In [1]:
def get_document_text(raw_text):
    """ This function takes in raw document text as input which we receive from the API and returns a clean text 
    of the associated document. It cleans up any HTML code in the text, newline characters, and extracts supplemental
    information part of the document.
    
    INPUT: string
    OUTPUT: string
    """
    raw_text = raw_text.replace('\n',' ')
    raw_text = raw_text.replace('*','') # added
    raw_text = raw_text.replace('\r',' ') # added
    supp_info_idx = raw_text.find("SUPPLEMENTARY INFORMATION:")
    summary_idx = raw_text.find("SUMMARY:")
    dates_idx = supp_info_idx = raw_text.find("DATES:")
    suppl_info = raw_text[supp_info_idx+26:] # To leave out the string 'Supplementary Information'
    summary = raw_text[summary_idx:dates_idx]
    # Remove any residual HTML tags in text
    cleanr = re.compile('<.*?>')
    cleantext = re.sub(cleanr, '', suppl_info)
    cleansummary = re.sub(cleanr, '', summary)
    return cleantext, cleansummary

def get_keywords(clean_corpus):
    """ This function takes in a clean corpus as input and extracts most important keywords and top 10% of relevant 
    sentences from the text.
    
    INPUT: string
    OUTPUT: List of tuples: [(list_of_keywords,list_of_sentences)]
    """
    
    tagged_tokens = tag_my_text(tokenize_text_sent(clean_corpus))
    grand_list = get_top_np(noun_phrase_finder(tagged_tokens))
    
    return grand_list

def tokenize_text(corpus):
    pattern = r'''(?x)    # set flag to allow verbose regexps
    (([A-Z]\.)+)       # abbreviations, e.g.

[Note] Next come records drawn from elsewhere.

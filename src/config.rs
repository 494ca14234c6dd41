use std::env;
use std::fmt;
use std::path::PathBuf;
use std::sync::Arc;
use std::time::Duration;

use crate::core::{Clock, ConsoleError, Result, SystemClock};

pub const LATENCY_SCALE_ENV: &str = "SUPPORT_CONSOLE_LATENCY_SCALE";
pub const FIXTURES_ENV: &str = "SUPPORT_CONSOLE_FIXTURES";

/// Largest accepted latency multiplier.
pub const MAX_LATENCY_SCALE: f64 = 1_000.0;

/// Simulated round-trip delay for each service operation.
#[derive(Debug, Clone, Copy, PartialEq, Eq)]
pub struct LatencyProfile {
    pub list: Duration,
    pub get: Duration,
    pub create: Duration,
    pub update: Duration,
    pub delete: Duration,
    pub search: Duration,
}

impl LatencyProfile {
    pub fn users() -> Self {
        Self {
            list: Duration::from_millis(300),
            get: Duration::from_millis(200),
            create: Duration::from_millis(400),
            update: Duration::from_millis(350),
            delete: Duration::from_millis(250),
            search: Duration::from_millis(300),
        }
    }

    pub fn apps() -> Self {
        Self::users()
    }

    pub fn ai_logs() -> Self {
        Self {
            list: Duration::from_millis(400),
            get: Duration::from_millis(200),
            create: Duration::from_millis(300),
            update: Duration::from_millis(350),
            delete: Duration::from_millis(250),
            search: Duration::from_millis(400),
        }
    }

    /// Zero delays. Operations still suspend once before resolving.
    pub fn instant() -> Self {
        Self {
            list: Duration::ZERO,
            get: Duration::ZERO,
            create: Duration::ZERO,
            update: Duration::ZERO,
            delete: Duration::ZERO,
            search: Duration::ZERO,
        }
    }

    /// Multiply every delay. Products past `Duration::MAX` saturate.
    pub fn scaled(self, factor: f64) -> Self {
        let factor = if factor.is_finite() { factor.max(0.0) } else { 1.0 };
        let scale = |d: Duration| {
            Duration::try_from_secs_f64(d.as_secs_f64() * factor).unwrap_or(Duration::MAX)
        };
        Self {
            list: scale(self.list),
            get: scale(self.get),
            create: scale(self.create),
            update: scale(self.update),
            delete: scale(self.delete),
            search: scale(self.search),
        }
    }
}

/// Console configuration
///
/// Builder-style; `from_env` layers environment overrides on the defaults.
#[derive(Clone)]
pub struct ConsoleConfig {
    /// Delays for the user service
    pub user_latency: LatencyProfile,

    /// Delays for the app service
    pub app_latency: LatencyProfile,

    /// Delays for the AI log service
    pub ai_log_latency: LatencyProfile,

    /// Directory to load fixtures from instead of the bundled set
    pub fixtures_dir: Option<PathBuf>,

    /// Start with empty collections, ignoring every fixture source
    pub empty_store: bool,

    /// Source of creation timestamps
    pub clock: Arc<dyn Clock>,
}

impl ConsoleConfig {
    pub fn new() -> Self {
        Self {
            user_latency: LatencyProfile::users(),
            app_latency: LatencyProfile::apps(),
            ai_log_latency: LatencyProfile::ai_logs(),
            fixtures_dir: None,
            empty_store: false,
            clock: Arc::new(SystemClock),
        }
    }

    /// Defaults with every delay at zero; what tests run with.
    pub fn instant() -> Self {
        Self::new().latency_scale(0.0)
    }

    /// Read overrides from the environment.
    ///
    /// - `SUPPORT_CONSOLE_LATENCY_SCALE`: non-negative float multiplier
    /// - `SUPPORT_CONSOLE_FIXTURES`: fixture directory
    pub fn from_env() -> Result<Self> {
        let mut config = Self::new();

        if let Ok(raw) = env::var(LATENCY_SCALE_ENV) {
            config = config.latency_scale(parse_scale(&raw)?);
        }

        if let Ok(dir) = env::var(FIXTURES_ENV)
            && !dir.trim().is_empty()
        {
            config = config.fixtures_dir(dir);
        }

        Ok(config)
    }

    /// Multiply every delay of every service.
    pub fn latency_scale(mut self, factor: f64) -> Self {
        self.user_latency = self.user_latency.scaled(factor);
        self.app_latency = self.app_latency.scaled(factor);
        self.ai_log_latency = self.ai_log_latency.scaled(factor);
        self
    }

    pub fn user_latency(mut self, profile: LatencyProfile) -> Self {
        self.user_latency = profile;
        self
    }

    pub fn app_latency(mut self, profile: LatencyProfile) -> Self {
        self.app_latency = profile;
        self
    }

    pub fn ai_log_latency(mut self, profile: LatencyProfile) -> Self {
        self.ai_log_latency = profile;
        self
    }

    pub fn fixtures_dir(mut self, dir: impl Into<PathBuf>) -> Self {
        self.fixtures_dir = Some(dir.into());
        self
    }

    pub fn empty_store(mut self) -> Self {
        self.empty_store = true;
        self
    }

    pub fn clock(mut self, clock: Arc<dyn Clock>) -> Self {
        self.clock = clock;
        self
    }
}

impl Default for ConsoleConfig {
    fn default() -> Self {
        Self::new()
    }
}

impl fmt::Debug for ConsoleConfig {
    fn fmt(&self, f: &mut fmt::Formatter<'_>) -> fmt::Result {
        f.debug_struct("ConsoleConfig")
            .field("user_latency", &self.user_latency)
            .field("app_latency", &self.app_latency)
            .field("ai_log_latency", &self.ai_log_latency)
            .field("fixtures_dir", &self.fixtures_dir)
            .field("empty_store", &self.empty_store)
            .finish_non_exhaustive()
    }
}

pub fn parse_scale(raw: &str) -> Result<f64> {
    let factor: f64 = raw.trim().parse().map_err(|_| {
        ConsoleError::Config(format!("{LATENCY_SCALE_ENV} must be a number, got '{raw}'"))
    })?;
    if !(0.0..=MAX_LATENCY_SCALE).contains(&factor) {
        return Err(ConsoleError::Config(format!(
            "{LATENCY_SCALE_ENV} must be between 0 and {MAX_LATENCY_SCALE}, got '{raw}'"
        )));
    }
    Ok(factor)
}

#[cfg(test)]
mod tests {
    use super::*;

    #[test]
    fn test_default_profiles() {
        let config = ConsoleConfig::new();
        assert_eq!(config.user_latency.list, Duration::from_millis(300));
        assert_eq!(config.user_latency.create, Duration::from_millis(400));
        assert_eq!(config.ai_log_latency.list, Duration::from_millis(400));
        assert_eq!(config.ai_log_latency.create, Duration::from_millis(300));
        assert!(config.fixtures_dir.is_none());
    }

    #[test]
    fn test_scaling() {
        let half = LatencyProfile::users().scaled(0.5);
        assert!((half.update.as_secs_f64() - 0.175).abs() < 1e-6);
        assert_eq!(ConsoleConfig::instant().app_latency, LatencyProfile::instant());
        assert_eq!(LatencyProfile::users().scaled(-3.0), LatencyProfile::instant());
    }

    #[test]
    fn test_parse_scale() {
        assert_eq!(parse_scale(" 2.5 ").unwrap(), 2.5);
        assert_eq!(parse_scale("0").unwrap(), 0.0);
        assert!(matches!(parse_scale("fast"), Err(ConsoleError::Config(_))));
        assert!(matches!(parse_scale("-1"), Err(ConsoleError::Config(_))));
        assert!(matches!(parse_scale("inf"), Err(ConsoleError::Config(_))));
        assert!(matches!(parse_scale("NaN"), Err(ConsoleError::Config(_))));
        assert_eq!(parse_scale("1000").unwrap(), MAX_LATENCY_SCALE);
    }

    #[test]
    fn test_out_of_range_scale_is_rejected() {
        let err = parse_scale("1e20").unwrap_err();
        assert!(matches!(err, ConsoleError::Config(ref msg) if msg.contains(LATENCY_SCALE_ENV)));
        assert!(parse_scale("1000.5").is_err());
    }

    #[test]
    fn test_huge_factor_saturates() {
        let profile = LatencyProfile::users().scaled(1e20);
        assert_eq!(profile.list, Duration::MAX);
        assert_eq!(profile.search, Duration::MAX);

        let config = ConsoleConfig::new().latency_scale(1e20);
        assert_eq!(config.ai_log_latency.get, Duration::MAX);
    }
}
//! Recommended imports grouped by abstraction level.
//!
//! `pages` is the default for presentation code driving page controllers.
//! `services` is the lower layer for code that talks to the stores directly.

pub mod pages {
    //! Page controllers and the table surface they render through.
    pub use crate::controller::{
        AiLogsPage, AppsPage, DashboardPage, EmptyState, PageState, StatusButton, UsersPage,
    };
    pub use crate::table::{Column, RenderedTable, SortDirection, SortableTable, TableRow};
    pub use crate::{Console, ConsoleConfig};
}

pub mod services {
    //! Entity services and their record types.
    pub use crate::core::{ConsoleError, RecordId, Result};
    pub use crate::models::{
        AiLog, AiLogPatch, App, AppPatch, AppStatus, LogLevel, NewAiLog, NewApp, NewUser,
        StatusFilter, User, UserPatch, UserStatus,
    };
    pub use crate::service::{AiLogDetail, AiLogService, AppService, EntityService, UserService};
}
use chrono::{DateTime, NaiveDate, Utc};
use serde::{Deserialize, Serialize};

use super::Entity;
use crate::core::{EntityKind, RecordId, Value};
use crate::table::TableRow;

status_vocabulary! {
    AppStatus {
        Active => "Active",
        Inactive => "Inactive",
        Development => "Development",
        Maintenance => "Maintenance",
    }
}

pub const MAX_PERFORMANCE_SCORE: u8 = 100;

#[derive(Debug, Clone, PartialEq, Serialize, Deserialize)]
#[serde(rename_all = "camelCase")]
pub struct App {
    #[serde(rename = "Id")]
    pub id: RecordId,
    pub app_name: String,
    pub created_date: NaiveDate,
    pub status: AppStatus,
    pub total_users: u64,
    pub performance_score: u8,
    pub last_updated: DateTime<Utc>,
}

#[derive(Debug, Clone, PartialEq, Default, Deserialize)]
#[serde(rename_all = "camelCase")]
pub struct NewApp {
    pub app_name: String,
    pub performance_score: u8,
    /// Defaults to the creation instant.
    pub last_updated: Option<DateTime<Utc>>,
}

impl NewApp {
    pub fn new(app_name: impl Into<String>, performance_score: u8) -> Self {
        Self {
            app_name: app_name.into(),
            performance_score,
            last_updated: None,
        }
    }
}

#[derive(Debug, Clone, PartialEq, Default, Deserialize)]
#[serde(rename_all = "camelCase")]
pub struct AppPatch {
    pub app_name: Option<String>,
    pub created_date: Option<NaiveDate>,
    pub status: Option<AppStatus>,
    pub total_users: Option<u64>,
    pub performance_score: Option<u8>,
    pub last_updated: Option<DateTime<Utc>>,
}

impl Entity for App {
    const KIND: EntityKind = EntityKind::App;
    type Draft = NewApp;
    type Patch = AppPatch;

    fn id(&self) -> RecordId {
        self.id
    }

    /// New apps start in `Development` with no users.
    fn from_draft(id: RecordId, draft: NewApp, now: DateTime<Utc>) -> Self {
        Self {
            id,
            app_name: draft.app_name,
            created_date: now.date_naive(),
            status: AppStatus::Development,
            total_users: 0,
            performance_score: draft.performance_score.min(MAX_PERFORMANCE_SCORE),
            last_updated: draft.last_updated.unwrap_or(now),
        }
    }

    fn apply_patch(&mut self, patch: AppPatch) {
        if let Some(app_name) = patch.app_name {
            self.app_name = app_name;
        }
        if let Some(created_date) = patch.created_date {
            self.created_date = created_date;
        }
        if let Some(status) = patch.status {
            self.status = status;
        }
        if let Some(total_users) = patch.total_users {
            self.total_users = total_users;
        }
        if let Some(score) = patch.performance_score {
            self.performance_score = score.min(MAX_PERFORMANCE_SCORE);
        }
        if let Some(last_updated) = patch.last_updated {
            self.last_updated = last_updated;
        }
    }
}

impl TableRow for App {
    fn row_id(&self) -> RecordId {
        self.id
    }

    fn cell(&self, key: &str) -> Option<Value> {
        Some(match key {
            "Id" => Value::Integer(self.id),
            "appName" => Value::from(self.app_name.as_str()),
            "createdDate" => Value::Date(self.created_date),
            "status" => Value::from(self.status.as_str()),
            "totalUsers" => Value::from(self.total_users),
            "performanceScore" => Value::Integer(i64::from(self.performance_score)),
            "lastUpdated" => Value::Timestamp(self.last_updated),
            _ => return None,
        })
    }
}

/// Colour band for a performance score.
#[derive(Debug, Clone, Copy, PartialEq, Eq)]
pub enum ScoreBand {
    Good,
    Fair,
    Poor,
}

impl ScoreBand {
    pub fn for_score(score: u8) -> Self {
        match score {
            85.. => Self::Good,
            70..=84 => Self::Fair,
            _ => Self::Poor,
        }
    }

    pub fn label(&self) -> &'static str {
        match self {
            Self::Good => "good",
            Self::Fair => "fair",
            Self::Poor => "poor",
        }
    }
}

#[cfg(test)]
mod tests {
    use super::*;
    use chrono::TimeZone;

    #[test]
    fn test_draft_defaults() {
        let now = Utc.with_ymd_and_hms(2024, 9, 2, 8, 0, 0).unwrap();
        let app = App::from_draft(3, NewApp::new("Ticket Triage", 120), now);

        assert_eq!(app.status, AppStatus::Development);
        assert_eq!(app.total_users, 0);
        assert_eq!(app.created_date, NaiveDate::from_ymd_opt(2024, 9, 2).unwrap());
        assert_eq!(app.last_updated, now);
        assert_eq!(app.performance_score, MAX_PERFORMANCE_SCORE);
    }

    #[test]
    fn test_score_bands() {
        assert_eq!(ScoreBand::for_score(100), ScoreBand::Good);
        assert_eq!(ScoreBand::for_score(85), ScoreBand::Good);
        assert_eq!(ScoreBand::for_score(84), ScoreBand::Fair);
        assert_eq!(ScoreBand::for_score(70), ScoreBand::Fair);
        assert_eq!(ScoreBand::for_score(69), ScoreBand::Poor);
        assert_eq!(ScoreBand::for_score(0), ScoreBand::Poor);
    }

    #[test]
    fn test_status_parsing_is_case_insensitive() {
        assert_eq!("maintenance".parse::<AppStatus>().unwrap(), AppStatus::Maintenance);
        assert_eq!(
            "retired".parse::<AppStatus>().unwrap(),
            AppStatus::Other("retired".into())
        );
        assert!("".parse::<AppStatus>().is_err());
    }
}
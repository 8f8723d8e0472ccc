//! Browser-level errors
//!
//! Every variant maps to a short message fit for the notice banner via
//! `user_message`.

use ministry_records::{FormError, RecordId, RecordKind, WorkflowError};
use ministry_store::{StoreError, UpdateError};

/// Status transition rejected locally or by the store
#[derive(Debug, Clone, PartialEq, Eq, thiserror::Error)]
pub enum TransitionError {
    /// Id not present in the loaded set
    #[error("record {0} is not loaded")]
    UnknownRecord(RecordId),

    /// Edge not in the workflow graph, or kind is read-only
    #[error(transparent)]
    Illegal(#[from] WorkflowError),

    /// A mutation on this record has not settled yet
    #[error("record {0} has a change in flight")]
    Busy(RecordId),

    /// Store refused or could not be reached; local state is unchanged
    #[error("store rejected the transition: {0}")]
    RemoteRejected(#[source] UpdateError),
}

impl TransitionError {
    #[must_use]
    pub fn user_message(&self) -> String {
        match self {
            Self::UnknownRecord(_) => "This record is no longer in the list.".to_string(),
            Self::Illegal(WorkflowError::ReadOnly { kind }) => {
                format!("The status of {kind} cannot be changed here.")
            }
            Self::Illegal(WorkflowError::IllegalTransition { from, to }) => {
                format!("A request that is {from} cannot be moved to {to}.")
            }
            Self::Illegal(_) => "That status change is not allowed.".to_string(),
            Self::Busy(_) => "A change to this record is already in progress.".to_string(),
            Self::RemoteRejected(e) => e.user_message().to_string(),
        }
    }
}

/// Delete or create rejected locally or by the store
#[derive(Debug, Clone, PartialEq, Eq, thiserror::Error)]
pub enum BrowserError {
    #[error("record {0} is not loaded")]
    UnknownRecord(RecordId),

    #[error("another change is already in progress")]
    Busy,

    /// Form failed local validation; nothing was sent
    #[error(transparent)]
    Form(#[from] FormError),

    /// Form belongs to a different browser
    #[error("cannot create {found} from the {expected} browser")]
    KindMismatch {
        expected: RecordKind,
        found: RecordKind,
    },

    #[error(transparent)]
    Remote(#[from] StoreError),
}

impl BrowserError {
    #[must_use]
    pub fn user_message(&self) -> String {
        match self {
            Self::UnknownRecord(_) => "This record is no longer in the list.".to_string(),
            Self::Busy => "Please wait for the current change to finish.".to_string(),
            Self::Form(e) => e.to_string(),
            Self::KindMismatch { .. } => "This form cannot be submitted here.".to_string(),
            Self::Remote(e) => e.user_message().to_string(),
        }
    }
}

#[cfg(test)]
mod tests {
    use super::*;
    use ministry_records::{PartnershipStatus, Status};
    use ministry_store::{ErrorKind, StoreOp};

    #[test]
    fn illegal_transition_message_names_both_statuses() {
        let err = TransitionError::from(WorkflowError::IllegalTransition {
            from: Status::Partnership(PartnershipStatus::Approved),
            to: Status::Partnership(PartnershipStatus::Pending),
        });
        let message = err.user_message();
        assert!(message.contains("approved"), "{message}");
        assert!(message.contains("pending"), "{message}");
    }

    #[test]
    fn remote_messages_come_from_the_store() {
        let store = StoreError::new(StoreOp::Update, ErrorKind::Conflict, "412");
        let err = TransitionError::RemoteRejected(store.clone());
        assert_eq!(err.user_message(), store.user_message());
        assert_eq!(BrowserError::from(store.clone()).user_message(), store.user_message());
    }
}
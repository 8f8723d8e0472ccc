//! CSV export of the visible subset
//!
//! RFC 4180: comma separated, CRLF line endings, fields quoted when they
//! contain a comma, a double quote, CR or LF, or leading/trailing
//! whitespace; embedded quotes are doubled. Absent values export as empty
//! fields, except that a one-column row with an empty value is written as
//! `""` so it does not read as a blank line.

use chrono::NaiveDate;
use ministry_records::{Record, RecordKind};
use std::borrow::Cow;

const LINE_END: &str = "\r\n";

/// One export column: header label and record field name
#[derive(Debug, Clone, PartialEq, Eq)]
pub struct ColumnSpec {
    pub header: String,
    pub field: String,
}

impl ColumnSpec {
    #[must_use]
    pub fn new(header: impl Into<String>, field: impl Into<String>) -> Self {
        Self {
            header: header.into(),
            field: field.into(),
        }
    }

    /// Default column set for a kind
    #[must_use]
    pub fn defaults_for(kind: RecordKind) -> Vec<Self> {
        kind.default_columns()
            .iter()
            .map(|(header, field)| Self::new(*header, *field))
            .collect()
    }
}

fn needs_quoting(value: &str) -> bool {
    value.contains([',', '"', '\r', '\n'])
        || value.starts_with(char::is_whitespace)
        || value.ends_with(char::is_whitespace)
}

fn escape_field(value: &str) -> Cow<'_, str> {
    if needs_quoting(value) {
        Cow::Owned(format!("\"{}\"", value.replace('"', "\"\"")))
    } else {
        Cow::Borrowed(value)
    }
}

fn push_row<'a>(out: &mut String, cells: impl Iterator<Item = Cow<'a, str>>) {
    let start = out.len();
    let mut width = 0;
    for (i, cell) in cells.enumerate() {
        if i > 0 {
            out.push(',');
        }
        out.push_str(&escape_field(&cell));
        width += 1;
    }
    // Rows are never blank: a single empty cell is written as `""`.
    if width == 1 && out.len() == start {
        out.push_str("\"\"");
    }
    out.push_str(LINE_END);
}

/// Render `records` in the given order under `columns`
///
/// Headers and a row per record; every row has one cell per column.
#[must_use]
pub fn export_table<'r>(
    records: impl IntoIterator<Item = &'r Record>,
    columns: &[ColumnSpec],
) -> String {
    let mut out = String::new();
    push_row(&mut out, columns.iter().map(|c| Cow::Borrowed(c.header.as_str())));
    for record in records {
        push_row(
            &mut out,
            columns
                .iter()
                .map(|c| Cow::Owned(record.field(&c.field).unwrap_or_default())),
        );
    }
    out
}

/// `<kind>-YYYY-MM-DD.csv`
#[must_use]
pub fn export_file_name(kind: RecordKind, date: NaiveDate) -> String {
    format!("{}-{}.csv", kind.as_str(), date.format("%Y-%m-%d"))
}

B.C.
    |(\w+([-']\w+)*)       # words with optional internal hyphens e.g. after-ages or author's
    '''
    tokens = nltk.regexp_tokenize(corpus,pattern)
    all_token = [word.lower() for token in tokens for word in token if word != "" 
                 and word[0] != "'" and word[0] != "-"]
    return all_token

def tokenize_text_sent(corpus):
    sent_tokenizer = nltk.data.load('tokenizers/punkt/english.pickle')
    raw_sents = sent_tokenizer.tokenize(corpus) # Split text into sentences    
    return [tokenize_text(sent) for sent in raw_sents]

def tag_my_text(sents):
    return [nltk.pos_tag(sent) for sent in sents]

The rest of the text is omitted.